>>>>
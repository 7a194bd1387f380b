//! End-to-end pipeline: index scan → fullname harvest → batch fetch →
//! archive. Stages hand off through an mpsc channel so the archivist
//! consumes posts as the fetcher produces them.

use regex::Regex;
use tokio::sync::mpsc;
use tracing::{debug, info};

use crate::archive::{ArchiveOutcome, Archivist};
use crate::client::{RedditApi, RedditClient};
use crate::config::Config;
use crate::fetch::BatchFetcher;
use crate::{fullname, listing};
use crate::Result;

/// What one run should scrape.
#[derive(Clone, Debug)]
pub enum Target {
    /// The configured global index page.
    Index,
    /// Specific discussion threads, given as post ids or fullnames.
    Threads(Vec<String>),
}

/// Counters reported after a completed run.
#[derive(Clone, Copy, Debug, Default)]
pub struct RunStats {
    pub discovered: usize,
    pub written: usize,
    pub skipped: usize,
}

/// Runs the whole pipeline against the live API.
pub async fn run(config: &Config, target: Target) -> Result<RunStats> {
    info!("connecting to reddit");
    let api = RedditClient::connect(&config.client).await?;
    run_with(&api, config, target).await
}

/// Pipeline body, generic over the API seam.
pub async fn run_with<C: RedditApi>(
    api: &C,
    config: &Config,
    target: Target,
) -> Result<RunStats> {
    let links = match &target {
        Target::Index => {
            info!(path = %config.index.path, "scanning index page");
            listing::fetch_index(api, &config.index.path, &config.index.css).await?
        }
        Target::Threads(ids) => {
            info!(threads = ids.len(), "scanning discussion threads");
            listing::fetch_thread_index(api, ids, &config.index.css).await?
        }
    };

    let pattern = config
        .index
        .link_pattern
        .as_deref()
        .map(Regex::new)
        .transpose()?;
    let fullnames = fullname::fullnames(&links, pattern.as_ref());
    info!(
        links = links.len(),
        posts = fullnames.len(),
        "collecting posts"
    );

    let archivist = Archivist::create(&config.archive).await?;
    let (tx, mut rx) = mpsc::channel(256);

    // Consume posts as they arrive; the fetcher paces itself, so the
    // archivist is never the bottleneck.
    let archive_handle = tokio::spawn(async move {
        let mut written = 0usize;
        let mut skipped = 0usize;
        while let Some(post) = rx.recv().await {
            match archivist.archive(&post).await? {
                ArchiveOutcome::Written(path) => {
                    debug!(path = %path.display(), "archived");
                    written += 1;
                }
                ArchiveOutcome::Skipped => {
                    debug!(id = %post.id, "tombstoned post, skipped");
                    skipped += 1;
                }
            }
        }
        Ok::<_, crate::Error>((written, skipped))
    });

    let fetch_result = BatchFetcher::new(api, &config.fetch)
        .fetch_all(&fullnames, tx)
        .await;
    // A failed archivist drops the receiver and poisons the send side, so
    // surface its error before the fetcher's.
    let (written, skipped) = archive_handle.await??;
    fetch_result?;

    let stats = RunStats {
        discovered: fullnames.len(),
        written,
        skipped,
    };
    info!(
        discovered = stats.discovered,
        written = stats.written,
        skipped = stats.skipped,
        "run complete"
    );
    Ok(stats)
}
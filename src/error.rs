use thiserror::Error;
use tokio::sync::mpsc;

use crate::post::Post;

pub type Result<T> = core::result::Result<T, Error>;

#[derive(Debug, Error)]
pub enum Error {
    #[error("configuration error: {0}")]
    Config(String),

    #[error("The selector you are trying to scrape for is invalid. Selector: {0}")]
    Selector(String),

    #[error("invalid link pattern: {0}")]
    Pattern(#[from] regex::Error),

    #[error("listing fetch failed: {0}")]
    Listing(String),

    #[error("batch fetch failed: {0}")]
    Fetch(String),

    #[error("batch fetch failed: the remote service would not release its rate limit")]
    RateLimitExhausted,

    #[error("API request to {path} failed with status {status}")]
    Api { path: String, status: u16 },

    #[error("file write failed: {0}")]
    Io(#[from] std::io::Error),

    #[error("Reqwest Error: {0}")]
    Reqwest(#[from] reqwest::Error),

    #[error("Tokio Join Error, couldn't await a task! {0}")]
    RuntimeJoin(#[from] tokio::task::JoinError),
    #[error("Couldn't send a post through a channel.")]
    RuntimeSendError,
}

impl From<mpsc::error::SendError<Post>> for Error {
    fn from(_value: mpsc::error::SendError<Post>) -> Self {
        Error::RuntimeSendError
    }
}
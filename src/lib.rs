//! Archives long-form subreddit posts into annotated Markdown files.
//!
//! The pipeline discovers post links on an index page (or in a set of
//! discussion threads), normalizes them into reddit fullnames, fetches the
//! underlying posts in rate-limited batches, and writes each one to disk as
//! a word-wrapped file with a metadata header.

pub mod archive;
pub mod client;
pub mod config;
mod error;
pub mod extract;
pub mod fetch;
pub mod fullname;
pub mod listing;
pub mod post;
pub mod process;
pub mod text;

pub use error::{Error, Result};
<<<<
What you have to do: Give back the entire listing exactly as it was written.

Task response:
repository 7a194bd1387f380b
//! End-to-end pipeline: index scan → fullname harvest → batch fetch →
//! archive. Stages hand off through an mpsc channel so the archivist
//! consumes posts as the fetcher produces them.

use regex::Regex;
use tokio::sync::mpsc;
use tracing::{debug, info};

use crate::archive::{ArchiveOutcome, Archivist};
use crate::client::{RedditApi, RedditClient};
use crate::config::Config;
use crate::fetch::BatchFetcher;
use crate::{fullname, listing};
use crate::Result;

/// What one run should scrape.
#[derive(Clone, Debug)]
pub enum Target {
    /// The configured global index page.
    Index,
    /// Specific discussion threads, given as post ids or fullnames.
    Threads(Vec<String>),
}

/// Counters reported after a completed run.
#[derive(Clone, Copy, Debug, Default)]
pub struct RunStats {
    pub discovered: usize,
    pub written: usize,
    pub skipped: usize,
}

/// Runs the whole pipeline against the live API.
pub async fn run(config: &Config, target: Target) -> Result<RunStats> {
    info!("connecting to reddit");
    let api = RedditClient::connect(&config.client).await?;
    run_with(&api, config, target).await
}

/// Pipeline body, generic over the API seam.
pub async fn run_with<C: RedditApi>(
    api: &C,
    config: &Config,
    target: Target,
) -> Result<RunStats> {
    let links = match &target {
        Target::Index => {
            info!(path = %config.index.path, "scanning index page");
            listing::fetch_index(api, &config.index.path, &config.index.css).await?
        }
        Target::Threads(ids) => {
            info!(threads = ids.len(), "scanning discussion threads");
            listing::fetch_thread_index(api, ids, &config.index.css).await?
        }
    };

    let pattern = config
        .index
        .link_pattern
        .as_deref()
        .map(Regex::new)
        .transpose()?;
    let fullnames = fullname::fullnames(&links, pattern.as_ref());
    info!(
        links = links.len(),
        posts = fullnames.len(),
        "collecting posts"
    );

    let archivist = Archivist::create(&config.archive).await?;
    let (tx, mut rx) = mpsc::channel(256);

    // Consume posts as they arrive; the fetcher paces itself, so the
    // archivist is never the bottleneck.
    let archive_handle = tokio::spawn(async move {
        let mut written = 0usize;
        let mut skipped = 0usize;
        while let Some(post) = rx.recv().await {
            match archivist.archive(&post).await? {
                ArchiveOutcome::Written(path) => {
                    debug!(path = %path.display(), "archived");
                    written += 1;
                }
                ArchiveOutcome::Skipped => {
                    debug!(id = %post.id, "tombstoned post, skipped");
                    skipped += 1;
                }
            }
        }
        Ok::<_, crate::Error>((written, skipped))
    });

    let fetch_result = BatchFetcher::new(api, &config.fetch)
        .fetch_all(&fullnames, tx)
        .await;
    // A failed archivist drops the receiver and poisons the send side, so
    // surface its error before the fetcher's.
    let (written, skipped) = archive_handle.await??;
    fetch_result?;

    let stats = RunStats {
        discovered: fullnames.len(),
        written,
        skipped,
    };
    info!(
        discovered = stats.discovered,
        written = stats.written,
        skipped = stats.skipped,
        "run complete"
    );
    Ok(stats)
}
filename src/error.rs
use thiserror::Error;
use tokio::sync::mpsc;

use crate::post::Post;

pub type Result<T> = core::result::Result<T, Error>;

#[derive(Debug, Error)]
pub enum Error {
    #[error("configuration error: {0}")]
    Config(String),

    #[error("The selector you are trying to scrape for is invalid. Selector: {0}")]
    Selector(String),

    #[error("invalid link pattern: {0}")]
    Pattern(#[from] regex::Error),

    #[error("listing fetch failed: {0}")]
    Listing(String),

    #[error("batch fetch failed: {0}")]
    Fetch(String),

    #[error("batch fetch failed: the remote service would not release its rate limit")]
    RateLimitExhausted,

    #[error("API request to {path} failed with status {status}")]
    Api { path: String, status: u16 },

    #[error("file write failed: {0}")]
    Io(#[from] std::io::Error),

    #[error("Reqwest Error: {0}")]
    Reqwest(#[from] reqwest::Error),

    #[error("Tokio Join Error, couldn't await a task! {0}")]
    RuntimeJoin(#[from] tokio::task::JoinError),
    #[error("Couldn't send a post through a channel.")]
    RuntimeSendError,
}

impl From<mpsc::error::SendError<Post>> for Error {
    fn from(_value: mpsc::error::SendError<Post>) -> Self {
        Error::RuntimeSendError
    }
}
filename src/lib.rs
//! Archives long-form subreddit posts into annotated Markdown files.
//!
//! The pipeline discovers post links on an index page (or in a set of
//! discussion threads), normalizes them into reddit fullnames, fetches the
//! underlying posts in rate-limited batches, and writes each one to disk as
//! a word-wrapped file with a metadata header.

pub mod archive;
pub mod client;
pub mod config;
mod error;
pub mod extract;
pub mod fetch;
pub mod fullname;
pub mod listing;
pub mod post;
pub mod process;
pub mod text;

pub use error::{Error, Result};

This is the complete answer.